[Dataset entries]
....................
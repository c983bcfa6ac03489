// Copyright (c) 2025 Graphcore Ltd. All rights reserved.

//! Tag

/// Tags that should be unique across the simulation
///
/// Each _log_/_trace_ event within the application is given a unique tag to
/// identify it. There are two reserved tag values: [NO_ID](crate::NO_ID)
/// and [ROOT](crate::ROOT)
#[derive(Copy, Clone, Default, Eq, Hash, PartialEq, PartialOrd, Ord)]
pub struct Tag(pub u64);

impl std::fmt::Display for Tag {
    fn fmt(&self, f: &mut std::fmt::Formatter) -> std::fmt::Result {
        write!(f, "{}", self.0)
    }
}

impl std::fmt::Debug for Tag {
    fn fmt(&self, f: &mut std::fmt::Formatter) -> std::fmt::Result {
        write!(f, "{}", self.0)
    }
}

/// The `Tagged` trait provides an interface to an object to enable it to be
/// tracked
pub trait Tagged {
    /// Return a unique tag for an object. This is used in logging.
    fn tag(&self) -> Tag;
}

impl Tagged for Tag {
    fn tag(&self) -> Tag {
        *self
    }
}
....................
(Exercise):
Output every record verbatim.

(Solution to the exercise):
repository c983bcfa6ac03489
// Copyright (c) 2025 Graphcore Ltd. All rights reserved.

//! Tag

/// Tags that should be unique across the simulation
///
/// Each _log_/_trace_ event within the application is given a unique tag to
/// identify it. There are two reserved tag values: [NO_ID](crate::NO_ID)
/// and [ROOT](crate::ROOT)
#[derive(Copy, Clone, Default, Eq, Hash, PartialEq, PartialOrd, Ord)]
pub struct Tag(pub u64);

impl std::fmt::Display for Tag {
    fn fmt(&self, f: &mut std::fmt::Formatter) -> std::fmt::Result {
        write!(f, "{}", self.0)
    }
}

impl std::fmt::Debug for Tag {
    fn fmt(&self, f: &mut std::fmt::Formatter) -> std::fmt::Result {
        write!(f, "{}", self.0)
    }
}

/// The `Tagged` trait provides an interface to an object to enable it to be
/// tracked
pub trait Tagged {
    /// Return a unique tag for an object. This is used in logging.
    fn tag(&self) -> Tag;
}

impl Tagged for Tag {
    fn tag(&self) -> Tag {
        *self
    }
}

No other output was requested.